Does Eating Smaller Meals More Often Help You Lose Fat and Build Muscle? (3 Strikes, You’re Out)
People are often told that eating smaller meals more often is better than eating larger meals less frequently for two mains reasons:
1. Is that frequently eating small meals will boost or “fire-up” your metabolism which will cause your body to burn more fat.
2. That regularly eating small meals will keep your muscles fed without leaving excess food to be stored as body fat.
Research Links and Study Results:
1. PubMed.gov: http://bit.ly/2skHk4T
This study compared one group that ate 6 meals a day vs. a group that ate 3 meals a day to see if increased meal frequency helped with fat loss.
The conclusion of this study was that “increasing meal frequency from 3 to 6 meals per day has NO SIGNIFICANT EFFECT on 24-h fat oxidation.”
2. International Society of Sports Nutrition (ISSA): http://bit.ly/2sU7BUj
This study compared two groups that ate the same total amount of food, one eating it in 2 meals and the other in 6, to see if higher meal frequency elevated metabolic rate.
The conclusion in this study with regards to metabolism was that “it appears that increasing meal frequency DOES NOT statistically elevate metabolic rate.”
3. Research Paper by Dr.

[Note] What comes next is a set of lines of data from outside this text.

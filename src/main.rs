use std::fs;
use std::process;

use analizador::{Analyzer, Config, ScoringPolicy};

fn main() {
    tracing_subscriber::fmt()
        .with_env_filter(
            tracing_subscriber::EnvFilter::try_from_default_env()
                .unwrap_or_else(|_| tracing_subscriber::EnvFilter::new("warn")),
        )
        .with_writer(std::io::stderr)
        .init();

    let config = match Config::from_args(std::env::args().collect()) {
        Ok(config) => config,
        Err(e) => {
            eprintln!("Error: {}", e);
            eprintln!();
            Config::print_help();
            process::exit(1);
        }
    };

    if config.show_help {
        Config::print_help();
        return;
    }

    let analyzer = match Analyzer::new(ScoringPolicy::default()) {
        Ok(a) => a.with_max_text_len(config.max_text_len),
        Err(e) => {
            eprintln!("Error inicializando analizador: {}", e);
            process::exit(1);
        }
    };

    // Obtener texto a analizar
    let text = if let Some(ref input_file) = config.input_file {
        match fs::read_to_string(input_file) {
            Ok(content) => content,
            Err(e) => {
                eprintln!("Error leyendo archivo '{}': {}", input_file, e);
                process::exit(1);
            }
        }
    } else if let Some(ref text) = config.text {
        text.clone()
    } else {
        eprintln!("Error: No se proporcionó texto para analizar.");
        eprintln!();
        Config::print_help();
        process::exit(1);
    };

    let report = match analyzer.analyze(&text) {
        Ok(report) => report,
        Err(e) => {
            eprintln!("Error analizando texto: {}", e);
            process::exit(1);
        }
    };

    let result = if config.compact {
        serde_json::to_string(&report)
    } else {
        serde_json::to_string_pretty(&report)
    };
    let result = match result {
        Ok(json) => json,
        Err(e) => {
            eprintln!("Error serializando informe: {}", e);
            process::exit(1);
        }
    };

    // Escribir resultado
    if let Some(ref output_file) = config.output_file {
        if let Err(e) = fs::write(output_file, &result) {
            eprintln!("Error escribiendo archivo '{}': {}", output_file, e);
            process::exit(1);
        }
    } else {
        println!("{}", result);
    }
}
//! Cálculo de métricas del texto

use std::collections::HashSet;

use crate::report::{IssueCategory, Metrics, TextIssue};
use crate::text::segmenter::Segmentation;
use crate::text::syllables;

/// Calcula las métricas a partir del texto, su segmentación y los
/// problemas ya resueltos.
pub fn calculate(text: &str, seg: &Segmentation, resolved: &[TextIssue]) -> Metrics {
    let word_count = seg.words.len();
    let sentence_count = seg.sentences.len().max(1);

    let mut grammar_errors = 0usize;
    let mut spelling_errors = 0usize;
    let mut punctuation_errors = 0usize;
    let mut style_issues = 0usize;
    let mut other_issues = 0usize;
    for issue in resolved {
        match issue.category {
            IssueCategory::Grammar => grammar_errors += 1,
            IssueCategory::Spelling => spelling_errors += 1,
            IssueCategory::Punctuation => punctuation_errors += 1,
            IssueCategory::Style => style_issues += 1,
            IssueCategory::Other => other_issues += 1,
        }
    }

    let average_words_per_sentence = word_count as f64 / sentence_count as f64;

    let average_syllables_per_word = if word_count == 0 {
        0.0
    } else {
        let total: usize = seg
            .words
            .iter()
            .map(|span| syllables::count_syllables(span.slice(text)))
            .sum();
        total as f64 / word_count as f64
    };

    let readability_score =
        syllables::readability(average_words_per_sentence, average_syllables_per_word);

    let lexical_diversity = if word_count == 0 {
        0.0
    } else {
        let unique: HashSet<String> = seg
            .words
            .iter()
            .map(|span| span.slice(text).to_lowercase())
            .collect();
        unique.len() as f64 / word_count as f64
    };

    Metrics {
        word_count,
        sentence_count,
        grammar_errors,
        spelling_errors,
        punctuation_errors,
        style_issues,
        other_issues,
        readability_score,
        lexical_diversity,
        average_words_per_sentence,
        average_syllables_per_word,
    }
}
//! Segmentador de palabras y oraciones
//!
//! Función pura del texto de entrada: sin estado, totalmente reiniciable.

/// Rango semiabierto [start, end) en bytes sobre fronteras de carácter.
#[derive(Debug, Clone, Copy, PartialEq, Eq)]
pub struct Span {
    pub start: usize,
    pub end: usize,
}

impl Span {
    pub fn new(start: usize, end: usize) -> Self {
        Self { start, end }
    }

    /// Subcadena del texto original cubierta por este rango.
    pub fn slice<'a>(&self, text: &'a str) -> &'a str {
        &text[self.start..self.end]
    }

    pub fn contains(&self, other: &Span) -> bool {
        other.start >= self.start && other.end <= self.end
    }
}

/// Resultado de segmentar un texto.
#[derive(Debug, Clone)]
pub struct Segmentation {
    pub words: Vec<Span>,
    /// Siempre contiene al menos una oración.
    pub sentences: Vec<Span>,
}

/// Segmenta el texto en palabras y oraciones.
///
/// Palabras: secuencias maximales de caracteres alfanuméricos Unicode.
/// Oraciones: el texto partido por secuencias de `.`, `!` o `?`, con los
/// espacios circundantes recortados. Si no hay terminador, el texto
/// completo es la oración 1.
pub fn segment(text: &str) -> Segmentation {
    Segmentation {
        words: word_spans(text),
        sentences: sentence_spans(text),
    }
}

fn word_spans(text: &str) -> Vec<Span> {
    let mut words = Vec::new();
    let mut current: Option<usize> = None;

    for (idx, ch) in text.char_indices() {
        if ch.is_alphanumeric() {
            if current.is_none() {
                current = Some(idx);
            }
        } else if let Some(start) = current.take() {
            words.push(Span::new(start, idx));
        }
    }
    if let Some(start) = current {
        words.push(Span::new(start, text.len()));
    }

    words
}

fn sentence_spans(text: &str) -> Vec<Span> {
    let mut sentences = Vec::new();
    let mut seg_start = 0usize;
    let mut in_terminator = false;

    for (idx, ch) in text.char_indices() {
        let is_terminator = matches!(ch, '.' | '!' | '?');
        if is_terminator && !in_terminator {
            if let Some(span) = trimmed(text, seg_start, idx) {
                sentences.push(span);
            }
            in_terminator = true;
        } else if !is_terminator && in_terminator {
            seg_start = idx;
            in_terminator = false;
        }
    }
    if !in_terminator {
        if let Some(span) = trimmed(text, seg_start, text.len()) {
            sentences.push(span);
        }
    }

    // Garantizar al menos una oración: hay divisiones aguas abajo
    // que usan el número de oraciones como denominador.
    if sentences.is_empty() {
        sentences.push(trimmed(text, 0, text.len()).unwrap_or(Span::new(0, 0)));
    }

    sentences
}

/// Recorta espacios en ambos extremos del rango; None si queda vacío.
fn trimmed(text: &str, start: usize, end: usize) -> Option<Span> {
    let slice = &text[start..end];
    let leading = slice.len() - slice.trim_start().len();
    let trailing = slice.len() - slice.trim_end().len();
    let (start, end) = (start + leading, end - trailing);
    (start < end).then_some(Span::new(start, end))
}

Layne Norton: http://bit.ly/2skkDxq
PDF download: Layne Norton on Meal Frequency: http://bit.ly/2sTVsPz
In this paper Dr. Layne Norton suggests that “one consume 4-6 larger protein doses per day instead of 6-8 meals and wait 4-5 hours between meals rather than 2-3 hours.”
Eating smaller meals more frequency doesn’t seem to have any addition benefit when compared to eating larger meals less frequency. How often you eat is something flexible and subject to your lifestyle and personal preference.
What DOES matter when it comes to losing fat and build muscle is making sure you consume the correct amount of total calories and macro-nutrients (protein, carbohydrates and fats) on a day to day basis.